Items from a dataset:
use std::{
    path::PathBuf,
    time::{Duration, Instant},
};

use anyhow::{Context, Result};
use clap::Parser;
use console::style;
use indicatif::{ProgressBar, ProgressStyle};
use infovar_core::{
    AnalysisRequest, AnalysisResult, Decoder, GatewayConfig, GeminiGateway, LogEntry, MediaBlob,
    Orchestrator, PipelineRun, RiskLevel, RunOutcome, Severity, SubmitError, format_log_entry,
    format_report_readable,
};
use tokio::{fs, io::AsyncReadExt, sync::watch};
use tracing_subscriber::EnvFilter;

fn format_duration(d: Duration) -> String {
    let secs = d.as_secs_f64();
    if secs < 60.0 {
        format!("{:.1}s", secs)
    } else {
        format!("{:.0}m {:.0}s", (secs / 60.0).floor(), secs % 60.0)
    }
}

#[derive(Parser)]
#[command(name = "infovar")]
#[command(about = "Analyze text and video for misinformation and harmfulness with a hosted AI model")]
struct Cli {
    /// Text to analyze ("-" reads standard input)
    #[arg(value_name = "TEXT")]
    text: Option<String>,

    /// Text to analyze, given as an option instead of positionally
    #[arg(long = "text", value_name = "TEXT", conflicts_with = "text")]
    text_option: Option<String>,

    /// Read the text to analyze from a file
    #[arg(long, conflicts_with_all = ["text", "text_option"])]
    text_file: Option<PathBuf>,

    /// Video file to include in the analysis
    #[arg(long)]
    video: Option<PathBuf>,

    /// Model name (overrides INFOVAR_MODEL)
    #[arg(short, long)]
    model: Option<String>,

    /// API base URL (overrides INFOVAR_BASE_URL)
    #[arg(long)]
    base_url: Option<String>,

    /// Reject scores outside 0-100 instead of trusting the model
    #[arg(long)]
    strict: bool,

    /// Print the result as JSON instead of a readable report
    #[arg(long)]
    json: bool,

    /// Show pipeline diagnostics on stderr
    #[arg(short, long)]
    verbose: bool,
}

fn init_tracing(verbose: bool) {
    let default = if verbose { "infovar=debug" } else { "warn" };
    let filter = EnvFilter::try_from_default_env().unwrap_or_else(|_| EnvFilter::new(default));
    tracing_subscriber::fmt()
        .with_env_filter(filter)
        .with_writer(std::io::stderr)
        .init();
}

fn create_spinner(msg: &str) -> Result<ProgressBar> {
    let pb = ProgressBar::new_spinner();
    pb.set_style(
        ProgressStyle::default_spinner()
            .tick_chars("⠁⠂⠄⡀⢀⠠⠐⠈ ")
            .template("{spinner:.cyan} {msg}")?,
    );
    pb.set_message(msg.to_string());
    pb.enable_steady_tick(Duration::from_millis(80));
    Ok(pb)
}

async fn read_text(cli: &Cli) -> Result<String> {
    let raw = if let Some(path) = &cli.text_file {
        fs::read_to_string(path)
            .await
            .with_context(|| format!("failed to read {}", path.display()))?
    } else {
        match cli.text_option.as_deref().or(cli.text.as_deref()) {
            Some("-") => {
                let mut buf = String::new();
                tokio::io::stdin().read_to_string(&mut buf).await?;
                buf
            }
            Some(text) => return Ok(text.to_string()),
            None => return Ok(String::new()),
        }
    };

    Ok(raw.trim_end_matches(['\n', '\r']).to_string())
}

fn styled_entry(entry: &LogEntry) -> String {
    let line = format_log_entry(entry);
    match entry.severity {
        Severity::Info => style(line).cyan().to_string(),
        Severity::Success => style(line).green().to_string(),
        Severity::Warning => style(line).yellow().to_string(),
        Severity::Error => style(line).red().to_string(),
    }
}

fn print_new_entries(run: &PipelineRun, printed: usize, spinner: &ProgressBar) -> usize {
    for entry in run.log.iter().skip(printed) {
        spinner.println(styled_entry(entry));
        spinner.set_message(entry.message.clone());
    }
    run.log.len()
}

async fn follow_log(mut updates: watch::Receiver<PipelineRun>, spinner: ProgressBar) {
    let mut printed = 0;
    loop {
        printed = print_new_entries(&updates.borrow_and_update(), printed, &spinner);
        if updates.changed().await.is_err() {
            print_new_entries(&updates.borrow(), printed, &spinner);
            break;
        }
    }
}

fn styled_risk(level: RiskLevel) -> String {
    let label = format!("{} RISK", level);
    match level {
        RiskLevel::Low => style(label).green().bold().to_string(),
        RiskLevel::Medium => style(label).yellow().bold().to_string(),
        RiskLevel::High => style(label).red().bold().to_string(),
    }
}

fn styled_score(score: f64) -> String {
    let text = style(format!("{:.0}/100", score)).bold();
    match RiskLevel::from_score(score) {
        RiskLevel::Low => text.green().to_string(),
        RiskLevel::Medium => text.yellow().to_string(),
        RiskLevel::High => text.red().to_string(),
    }
}

fn print_report(result: &AnalysisResult, elapsed: Duration) {
    println!(
        "\n{} {}   {} {}\n",
        style("Verdict:").dim(),
        style(result.misinformation_label).bold(),
        styled_score(result.harmfulness_score),
        styled_risk(result.risk_level)
    );
    println!(
        "{} {}",
        style("Total time:").dim(),
        style(format_duration(elapsed)).cyan().bold()
    );
    println!("{}", style("─".repeat(60)).dim());

    // Human-readable output
    println!("{}", format_report_readable(result));
}

#[tokio::main]
async fn main() -> Result<()> {
    let cli = Cli::parse();
    init_tracing(cli.verbose);

    let raw_text = read_text(&cli).await?;
    let request = AnalysisRequest::new(raw_text, cli.video.clone().map(MediaBlob::file));
    if request.is_empty() {
        eprintln!(
            "{} {}",
            style("Error:").red().bold(),
            SubmitError::EmptySubmission
        );
        std::process::exit(1);
    }

    let mut config = GatewayConfig::from_env()?;
    if let Some(model) = cli.model.clone() {
        config = config.with_model(model);
    }
    if let Some(base_url) = cli.base_url.clone() {
        config = config.with_base_url(base_url);
    }

    // Validate API key early
    if let Err(e) = config.api_key() {
        eprintln!("{} {}", style("Error:").red().bold(), e);
        std::process::exit(1);
    }

    let decoder = if cli.strict {
        Decoder::strict()
    } else {
        Decoder::default()
    };
    let orchestrator = Orchestrator::new(GeminiGateway::new(config)?).with_decoder(decoder);
    tracing::debug!(
        config = ?orchestrator.gateway().config(),
        endpoint = %orchestrator.gateway().endpoint(),
        strict = decoder.is_strict(),
        "gateway configured"
    );

    if !cli.json {
        println!(
            "\n{}  {}\n",
            style("infovar").cyan().bold(),
            style("Information Verification & Risk Analysis").dim()
        );
    }

    let spinner = create_spinner("Analyzing...")?;
    let log_task = tokio::spawn(follow_log(orchestrator.subscribe(), spinner.clone()));

    let total_start = Instant::now();
    let outcome = orchestrator.submit(request).await?;
    drop(orchestrator);
    log_task.await?;
    spinner.finish_and_clear();

    match outcome {
        RunOutcome::Succeeded(result) => {
            if cli.json {
                println!("{}", serde_json::to_string_pretty(&result)?);
            } else {
                print_report(&result, total_start.elapsed());
            }
        }
        RunOutcome::Failed(failure) => {
            eprintln!(
                "{} {} failed ({} error): {}",
                style("Error:").red().bold(),
                failure.stage,
                failure.kind,
                failure.message
            );
            std::process::exit(1);
        }
    }

    Ok(())
}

TASK DESCRIPTION: Where a line of the data contains "green", copy that line.

SOLUTION TO THIS TASK:
        Severity::Success => style(line).green().to_string(),
        RiskLevel::Low => style(label).green().bold().to_string(),
        RiskLevel::Low => text.green().to_string(),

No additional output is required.